- Original research
- Open Access
Biodistribution and radiodosimetry of a novel myocardial perfusion tracer 123I-CMICE-013 in healthy rats
© Duan et al.; licensee Springer. 2014
Received: 26 December 2013
Accepted: 25 February 2014
Published: 13 March 2014
123I-CMICE-013 is a novel radiotracer previously reported to have promising characteristics for single-photon emission computed tomography (SPECT) myocardial perfusion imaging. We evaluated the biokinetics and radiodosimetry of this rotenone-like 123I-labeled tracer in a microSPECT imaging-based study.
37 to 111 MBq of 123I-CMICE-013 was synthesized and administered intravenously to 14 healthy rats. Images were acquired with a microSPECT/CT camera at various time intervals and reconstructed to allow activity quantification in the tissues of interest. Radiation dosage resulted from the injection of 123I-CMICE-013 was estimated base on the biodistribution data. Tissue uptake values from image analysis were verified by gamma-counting dissected organs ex vivo.
The heart/stomach and heart/intestine uptake ratios peaked shortly after the injection of 123I-CMICE-013, meanwhile the heart/liver ratio reached 2 as early as at 23 min post-injection.

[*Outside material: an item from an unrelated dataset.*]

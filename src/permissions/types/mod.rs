pub mod permission;

pub use permission::{AccessControlRecord, AccessMode, Agent, AgentKind, Permission};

Little activity was observed in the lung and overnight clearance was significant in most of the measured tissues. The radiation dosimetry analysis based on the time-activity curves provided an estimate of the effective human dose of 6.99E-03 mSv/MBq using ICRP 60 and 7.15E-03 mSv/MBq using ICRP 103, which is comparable to the popular myocardium perfusion imaging (MPI) agents such as 99mTc-tetrofosmin and 99mTc-sestamibi, as well as other 123I-based radiotracers.
123I-CMICE-013 demonstrated desirable characteristics in its biokinetic and radiodosimetric profiles, supporting its potential application as a novel myocardial perfusion imaging agent.
The assessment of myocardial perfusion is an important component of the evaluation of patients with coronary artery disease (CAD). Compared to other non-invasive imaging modalities such as positron emission tomography, and cardiac magnetic resonance imaging, single-photon emission computed tomography (SPECT) remains the most commonly used modality for myocardial perfusion imaging (MPI) due to its cost effectiveness, wide availability of SPECT cameras and its well validated methodology.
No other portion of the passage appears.